A multivariate analysis of protein microarrays for signature selection profiles

Saveria Mazzara, Antonella Sinisi, Angela Cardaci, Sergio Abrignani, Mauro Bombaci


Motivations and Objectives
In recent years, protein microarrays have become one of the most invaluable research tools in the field of large-scale and high-throughput biology, and their use in basic research, diagnostics and drug discovery has emerged as a great promise of medicine. An interesting application of this technology is the identification of a serodiagnostic antigens ensemble whose expression profiles can effectively unveil discriminant patterns providing the classification of healthy and disease samples.
Nowadays, the analysis of protein microarray data for extracting biologically interpretable results is still an extremely complex process, and there is an increasing need for fully automated data mining approaches.
In the present study a Partial Least Squares Discriminant Analysis (PLS-DA) has been applied to protein microarrays aimed to reveal discriminative patterns between different clinical conditions.
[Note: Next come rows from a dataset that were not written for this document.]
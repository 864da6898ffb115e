//! Distill Config - Configuration management for the distill pipeline.

mod config;
mod error;
mod paths;

pub use config::*;
pub use error::{ConfigError, ConfigResult};
pub use paths::AppPaths;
The method was evaluated to data generated from protein microarrays, including 1626 human recombinant proteins, probed with sera of patients with autoimmune liver diseases. Each array was depicted as a set of quantitative descriptors and analyzed by PLS-DA method in an attempt to classify samples according to their intrinsic protein expression profile. Moreover, the assessed model was able to extract antigens of interest representative of a different protein profile in Autoimmune Hepatitis (AIH) patients compared to Healthy donors (HD) (Zingaretti et al., 2012).
Here, the application of multivariate statistical techniques to protein microarray data represents an effective tool to identify informative protein profiles as of fully automatic strategy.
This kind of approach could lead to a more rapid and accurate development of diagnostic tests, providing useful factors able to discriminate different autoimmune diseases.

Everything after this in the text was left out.